### Task description
When the string "CancellationToken" is part of a line in the data below, report the whole line.

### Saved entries
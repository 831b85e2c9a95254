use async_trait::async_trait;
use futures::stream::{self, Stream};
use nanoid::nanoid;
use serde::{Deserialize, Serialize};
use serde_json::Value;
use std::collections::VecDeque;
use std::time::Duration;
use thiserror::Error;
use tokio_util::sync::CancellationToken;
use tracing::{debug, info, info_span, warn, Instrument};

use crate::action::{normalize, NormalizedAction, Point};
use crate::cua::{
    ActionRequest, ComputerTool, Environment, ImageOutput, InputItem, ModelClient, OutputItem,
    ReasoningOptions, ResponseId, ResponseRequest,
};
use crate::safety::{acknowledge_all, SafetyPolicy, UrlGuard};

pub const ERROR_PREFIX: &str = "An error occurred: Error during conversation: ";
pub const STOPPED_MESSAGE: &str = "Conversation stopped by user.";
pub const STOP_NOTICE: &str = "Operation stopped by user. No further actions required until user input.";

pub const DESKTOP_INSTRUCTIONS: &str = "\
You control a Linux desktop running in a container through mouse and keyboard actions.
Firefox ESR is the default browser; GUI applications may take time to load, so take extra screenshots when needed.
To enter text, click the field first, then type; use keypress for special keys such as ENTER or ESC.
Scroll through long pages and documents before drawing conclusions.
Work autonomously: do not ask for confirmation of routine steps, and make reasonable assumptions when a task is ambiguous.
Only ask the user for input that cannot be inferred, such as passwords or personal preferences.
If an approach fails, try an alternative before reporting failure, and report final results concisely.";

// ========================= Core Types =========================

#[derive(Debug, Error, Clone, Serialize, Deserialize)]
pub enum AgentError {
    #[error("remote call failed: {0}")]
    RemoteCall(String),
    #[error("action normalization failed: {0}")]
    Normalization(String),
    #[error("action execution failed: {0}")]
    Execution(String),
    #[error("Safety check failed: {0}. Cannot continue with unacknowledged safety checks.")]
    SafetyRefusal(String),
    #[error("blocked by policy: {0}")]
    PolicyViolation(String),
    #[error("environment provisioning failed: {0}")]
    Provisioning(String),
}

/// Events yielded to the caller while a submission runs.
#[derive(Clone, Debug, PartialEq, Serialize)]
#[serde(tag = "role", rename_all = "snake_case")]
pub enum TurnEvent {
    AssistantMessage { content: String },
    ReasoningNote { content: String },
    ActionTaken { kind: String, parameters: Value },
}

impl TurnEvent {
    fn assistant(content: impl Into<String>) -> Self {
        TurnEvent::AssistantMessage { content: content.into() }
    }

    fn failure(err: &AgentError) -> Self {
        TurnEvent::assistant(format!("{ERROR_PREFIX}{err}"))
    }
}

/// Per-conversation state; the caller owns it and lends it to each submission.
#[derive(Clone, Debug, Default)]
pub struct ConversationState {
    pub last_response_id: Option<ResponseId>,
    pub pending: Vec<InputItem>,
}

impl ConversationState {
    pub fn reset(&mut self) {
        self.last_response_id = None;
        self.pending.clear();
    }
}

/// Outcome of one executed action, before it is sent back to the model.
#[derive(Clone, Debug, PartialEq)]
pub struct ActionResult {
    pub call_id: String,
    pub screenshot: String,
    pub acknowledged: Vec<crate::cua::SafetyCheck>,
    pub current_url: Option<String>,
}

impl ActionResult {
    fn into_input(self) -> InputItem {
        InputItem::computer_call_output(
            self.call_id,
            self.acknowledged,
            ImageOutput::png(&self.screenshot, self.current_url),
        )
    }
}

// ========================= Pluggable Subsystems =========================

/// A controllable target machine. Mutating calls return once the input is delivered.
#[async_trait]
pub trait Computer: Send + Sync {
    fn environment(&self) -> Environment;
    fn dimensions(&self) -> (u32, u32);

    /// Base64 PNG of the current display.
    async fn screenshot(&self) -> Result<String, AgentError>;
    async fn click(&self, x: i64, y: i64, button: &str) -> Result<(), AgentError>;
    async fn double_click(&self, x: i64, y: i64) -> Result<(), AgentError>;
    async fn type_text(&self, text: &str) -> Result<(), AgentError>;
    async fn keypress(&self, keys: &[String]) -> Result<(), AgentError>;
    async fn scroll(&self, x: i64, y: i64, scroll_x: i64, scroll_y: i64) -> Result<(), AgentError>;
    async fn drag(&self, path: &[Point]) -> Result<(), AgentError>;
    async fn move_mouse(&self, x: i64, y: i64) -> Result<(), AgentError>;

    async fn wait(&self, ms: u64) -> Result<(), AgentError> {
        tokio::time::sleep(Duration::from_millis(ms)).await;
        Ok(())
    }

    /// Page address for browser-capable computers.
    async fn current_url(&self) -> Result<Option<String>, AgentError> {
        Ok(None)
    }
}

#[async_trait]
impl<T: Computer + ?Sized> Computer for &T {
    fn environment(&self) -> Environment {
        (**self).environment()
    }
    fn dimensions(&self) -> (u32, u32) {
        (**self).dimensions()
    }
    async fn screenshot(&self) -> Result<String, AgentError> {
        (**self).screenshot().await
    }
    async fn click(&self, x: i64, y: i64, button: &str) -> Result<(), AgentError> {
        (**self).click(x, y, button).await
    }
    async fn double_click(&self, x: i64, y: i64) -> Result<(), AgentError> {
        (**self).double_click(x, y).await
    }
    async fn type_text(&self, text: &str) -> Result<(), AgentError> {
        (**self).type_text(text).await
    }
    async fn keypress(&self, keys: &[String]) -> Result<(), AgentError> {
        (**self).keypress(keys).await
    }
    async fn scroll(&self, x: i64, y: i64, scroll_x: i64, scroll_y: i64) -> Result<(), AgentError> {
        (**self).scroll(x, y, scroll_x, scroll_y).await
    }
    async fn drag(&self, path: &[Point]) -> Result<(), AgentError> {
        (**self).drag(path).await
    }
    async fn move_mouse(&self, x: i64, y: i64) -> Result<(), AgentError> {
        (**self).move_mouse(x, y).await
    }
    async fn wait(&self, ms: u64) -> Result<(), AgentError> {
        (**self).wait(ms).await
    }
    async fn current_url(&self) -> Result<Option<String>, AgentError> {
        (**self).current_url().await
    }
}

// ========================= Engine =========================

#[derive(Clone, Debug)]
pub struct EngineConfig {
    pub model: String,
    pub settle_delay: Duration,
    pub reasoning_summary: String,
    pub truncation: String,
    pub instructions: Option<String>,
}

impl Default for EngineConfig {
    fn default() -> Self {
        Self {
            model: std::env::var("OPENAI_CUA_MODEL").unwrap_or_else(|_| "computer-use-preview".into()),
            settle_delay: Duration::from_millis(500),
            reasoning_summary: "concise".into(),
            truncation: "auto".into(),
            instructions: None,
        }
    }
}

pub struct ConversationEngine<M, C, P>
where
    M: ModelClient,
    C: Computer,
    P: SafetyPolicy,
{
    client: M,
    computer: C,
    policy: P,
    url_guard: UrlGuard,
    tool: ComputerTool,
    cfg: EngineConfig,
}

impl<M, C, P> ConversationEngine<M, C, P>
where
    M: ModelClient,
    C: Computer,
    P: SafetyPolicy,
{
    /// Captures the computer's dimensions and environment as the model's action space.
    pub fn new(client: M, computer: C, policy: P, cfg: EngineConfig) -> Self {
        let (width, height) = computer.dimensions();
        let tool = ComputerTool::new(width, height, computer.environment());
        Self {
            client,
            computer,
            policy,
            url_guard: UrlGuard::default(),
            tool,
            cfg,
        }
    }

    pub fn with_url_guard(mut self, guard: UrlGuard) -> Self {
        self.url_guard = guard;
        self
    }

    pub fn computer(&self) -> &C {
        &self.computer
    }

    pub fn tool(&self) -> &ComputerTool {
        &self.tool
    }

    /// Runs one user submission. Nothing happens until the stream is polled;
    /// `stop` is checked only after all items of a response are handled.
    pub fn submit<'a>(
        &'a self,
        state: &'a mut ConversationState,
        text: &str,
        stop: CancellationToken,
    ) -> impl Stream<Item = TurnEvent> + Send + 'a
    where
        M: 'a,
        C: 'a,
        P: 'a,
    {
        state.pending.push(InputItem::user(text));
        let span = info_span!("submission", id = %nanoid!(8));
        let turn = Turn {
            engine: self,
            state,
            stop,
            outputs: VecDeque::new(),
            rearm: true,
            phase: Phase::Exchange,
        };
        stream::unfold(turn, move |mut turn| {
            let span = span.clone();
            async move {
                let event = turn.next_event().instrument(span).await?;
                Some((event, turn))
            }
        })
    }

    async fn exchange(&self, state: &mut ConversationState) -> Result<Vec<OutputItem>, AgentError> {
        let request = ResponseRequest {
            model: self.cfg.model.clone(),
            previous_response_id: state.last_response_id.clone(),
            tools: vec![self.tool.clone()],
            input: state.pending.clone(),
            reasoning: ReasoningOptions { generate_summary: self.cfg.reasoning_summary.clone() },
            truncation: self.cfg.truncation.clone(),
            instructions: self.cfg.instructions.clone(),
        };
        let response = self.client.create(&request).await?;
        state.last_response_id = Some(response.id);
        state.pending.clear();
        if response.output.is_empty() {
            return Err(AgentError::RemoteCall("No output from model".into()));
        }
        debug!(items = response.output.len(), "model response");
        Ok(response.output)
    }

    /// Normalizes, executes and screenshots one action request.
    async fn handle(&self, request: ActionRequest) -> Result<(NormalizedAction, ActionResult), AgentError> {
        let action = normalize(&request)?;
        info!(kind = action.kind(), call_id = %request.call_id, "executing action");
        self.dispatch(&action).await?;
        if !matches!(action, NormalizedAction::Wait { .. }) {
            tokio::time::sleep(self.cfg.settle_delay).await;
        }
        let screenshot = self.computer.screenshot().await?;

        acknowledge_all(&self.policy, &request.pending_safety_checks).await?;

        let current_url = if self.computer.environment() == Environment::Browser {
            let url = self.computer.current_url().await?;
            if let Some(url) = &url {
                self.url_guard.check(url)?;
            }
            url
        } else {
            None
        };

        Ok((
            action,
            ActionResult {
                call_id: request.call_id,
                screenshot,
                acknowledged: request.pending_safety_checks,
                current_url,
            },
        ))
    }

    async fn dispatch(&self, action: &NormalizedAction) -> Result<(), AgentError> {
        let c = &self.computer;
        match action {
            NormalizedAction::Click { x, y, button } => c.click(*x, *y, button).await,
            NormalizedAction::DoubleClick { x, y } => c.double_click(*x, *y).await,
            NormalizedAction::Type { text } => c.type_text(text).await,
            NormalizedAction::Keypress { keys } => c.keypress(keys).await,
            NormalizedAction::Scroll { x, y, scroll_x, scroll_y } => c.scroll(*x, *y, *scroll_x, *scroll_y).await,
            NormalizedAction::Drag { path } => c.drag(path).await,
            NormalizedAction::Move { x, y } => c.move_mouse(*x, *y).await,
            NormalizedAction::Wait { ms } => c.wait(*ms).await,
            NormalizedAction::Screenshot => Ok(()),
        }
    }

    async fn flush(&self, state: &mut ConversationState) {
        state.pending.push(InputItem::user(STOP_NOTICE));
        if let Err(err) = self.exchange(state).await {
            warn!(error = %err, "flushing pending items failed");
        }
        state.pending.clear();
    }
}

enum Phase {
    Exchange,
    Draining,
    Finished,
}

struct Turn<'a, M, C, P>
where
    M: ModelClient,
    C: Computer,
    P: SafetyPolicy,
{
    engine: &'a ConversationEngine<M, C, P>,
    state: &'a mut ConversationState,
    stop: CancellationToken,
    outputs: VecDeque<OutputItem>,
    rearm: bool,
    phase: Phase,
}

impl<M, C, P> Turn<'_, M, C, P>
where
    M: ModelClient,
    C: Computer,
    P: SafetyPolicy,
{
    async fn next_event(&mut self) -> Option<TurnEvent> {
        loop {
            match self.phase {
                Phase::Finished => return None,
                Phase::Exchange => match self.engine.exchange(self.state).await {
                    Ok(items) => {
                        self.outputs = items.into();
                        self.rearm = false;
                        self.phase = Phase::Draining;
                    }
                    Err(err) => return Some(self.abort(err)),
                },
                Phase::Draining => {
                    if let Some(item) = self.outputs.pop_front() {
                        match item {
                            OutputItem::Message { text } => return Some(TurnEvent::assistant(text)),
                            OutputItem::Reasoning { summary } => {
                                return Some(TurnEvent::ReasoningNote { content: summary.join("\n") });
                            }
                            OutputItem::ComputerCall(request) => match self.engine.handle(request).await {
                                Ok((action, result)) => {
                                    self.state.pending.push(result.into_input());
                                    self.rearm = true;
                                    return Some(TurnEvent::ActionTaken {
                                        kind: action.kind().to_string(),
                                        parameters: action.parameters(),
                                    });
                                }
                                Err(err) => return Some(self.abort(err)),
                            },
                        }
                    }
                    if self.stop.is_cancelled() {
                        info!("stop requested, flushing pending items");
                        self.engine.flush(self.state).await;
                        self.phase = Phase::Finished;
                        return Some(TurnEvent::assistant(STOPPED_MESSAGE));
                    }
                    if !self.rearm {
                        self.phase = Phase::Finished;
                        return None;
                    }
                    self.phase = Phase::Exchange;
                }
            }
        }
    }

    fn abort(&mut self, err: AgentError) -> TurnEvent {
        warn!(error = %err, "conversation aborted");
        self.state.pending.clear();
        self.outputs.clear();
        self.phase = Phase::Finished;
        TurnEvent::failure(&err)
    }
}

### Finished exercise
use tokio_util::sync::CancellationToken;
        stop: CancellationToken,
    stop: CancellationToken,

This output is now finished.